百合オタの定番ネタ、「百合に挟まりたい」と口にする男への怒りと反発。

日々沸き上がる百合界隈の炎上案件は「最終的に男と付き合う女同士の関係は百合と言えるか?」「男の娘×女は百合か?」主に男の話題です。
なぜこんなにも百合好きは男を恐怖するか?

個別に見た表層としては「百合を見ていたはずなのに男が乱入してきたトラウマから」等挙げられると思います。
しかしこの根底にあるのは「男の乱入が許されていること」それ自体です。


見るべき本質は「なぜ、百合には男の乱入が許されてきたのか?」なのです。*1

男二人のBL関係に第三者の女が乱入することはまったく許されていません。
なぜ、百合には許されてきたのか。


結論から言うとミソジニー異性愛規範が悪魔合体したテーゼ」が強固に存在し社会権力によって肯定されているからです。

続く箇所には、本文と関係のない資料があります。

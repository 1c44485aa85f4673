//! Commands backing the discipline pickers

use chrono::Datelike;
use serde::Serialize;

use super::{parse_date, CommandError, RulesState};
use crate::age::classify;
use crate::catalog::{equipment_weights, DisciplineCatalog, HURDLE_HEIGHTS_CM};
use crate::eligibility::EligibilityRegistry;
use crate::models::{AgeCategory, Discipline, DisciplineCategory, DisciplineId};
use crate::records::is_wind_assisted;

#[derive(Debug, Clone, Serialize)]
#[serde(rename_all = "camelCase")]
pub struct DisciplineGroup {
  pub category: DisciplineCategory,
  pub disciplines: Vec<Discipline>,
}

#[derive(Debug, Clone, Serialize)]
#[serde(rename_all = "camelCase")]
pub struct AthleteDisciplines {
  pub age_category: AgeCategory,
  pub age_category_code: &'static str,
  pub groups: Vec<DisciplineGroup>,
}

fn to_groups(grouped: Vec<(DisciplineCategory, Vec<&'static Discipline>)>) -> Vec<DisciplineGroup> {
  grouped
    .into_iter()
    .map(|(category, disciplines)| DisciplineGroup {
      category,
      disciplines: disciplines.into_iter().cloned().collect(),
    })
    .collect()
}

/// Every discipline, grouped for the "show all" view
pub fn get_all_disciplines() -> Result<Vec<DisciplineGroup>, String> {
  Ok(to_groups(DisciplineCatalog::global().by_category()))
}

/// Disciplines sanctioned for an athlete's age on `date` (default: today)
pub fn get_disciplines_for_athlete(
  state: &RulesState,
  birth_year: i32,
  date: Option<String>,
) -> Result<AthleteDisciplines, String> {
  let as_of = match date.as_deref() {
    Some(raw) => parse_date(raw).map_err(|e| e.to_string())?,
    None => state.config.today(),
  };
  let age_category = classify(birth_year, as_of);
  let grouped = EligibilityRegistry::global().disciplines_by_category_for_age(age_category);

  Ok(AthleteDisciplines {
    age_category,
    age_category_code: age_category.code(),
    groups: to_groups(grouped),
  })
}

pub fn get_equipment_weights(discipline_id: DisciplineId) -> Result<Vec<f64>, String> {
  if !DisciplineCatalog::global().contains(discipline_id) {
    return Err(CommandError::UnknownDiscipline(discipline_id).to_string());
  }
  Ok(equipment_weights(discipline_id).to_vec())
}

/// Selectable hurdle heights for the result form
pub fn get_hurdle_heights() -> Result<Vec<u32>, String> {
  Ok(HURDLE_HEIGHTS_CM.to_vec())
}

pub fn check_wind_assisted(
  wind: Option<f64>,
  discipline_id: DisciplineId,
  birth_year: i32,
  result_date: String,
) -> Result<bool, String> {
  let date = parse_date(&result_date).map_err(|e| e.to_string())?;
  Ok(is_wind_assisted(
    wind,
    discipline_id,
    birth_year,
    date.year(),
  ))
}
pub mod age;
pub mod discipline;
pub mod skill;

pub use age::{AgeCategory, Gender, SkillAgeCategory};
pub use discipline::{
  Direction, Discipline, DisciplineCategory, DisciplineId, Implement, MeasurementUnit,
};
pub use skill::{RuleVersion, SkillKey, SkillLimit, SkillTier};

このテーゼ、具体的には例えば「女は男に見られ消費される客体としてのみ存在する」「女同士の関係は脆く儚い」「女同士の関係は男女関係より軽くて劣る」「女は男に挿入されることで純潔を失い大人になる」「思春期の女同士の恋愛は勘違いの擬似的一過性」……等々、があります。

つまり、「女は男に性的に消費されることで大人になるべきで、女同士の親密な関係は男とつがう前の閉塞空間のみに存在する紛い物である」というテーゼです。

背景にあるのは女が自立不可能で学生時代を過ぎれば強制的に男と結婚させられていた近代日本社会であり、現代にいたってもこの構造が風化しきれないほどに男女賃金・労働環境格差が女の自立を阻んでいます。



こういった支配構造が社会に存在するがために、百合には男の乱入が許されてきました。「女は最終的に男の手の内に納まるべきだろう」「女同士のセックスでは男の挿入がないから"物足りない"だろう」と男が割って入ってきました。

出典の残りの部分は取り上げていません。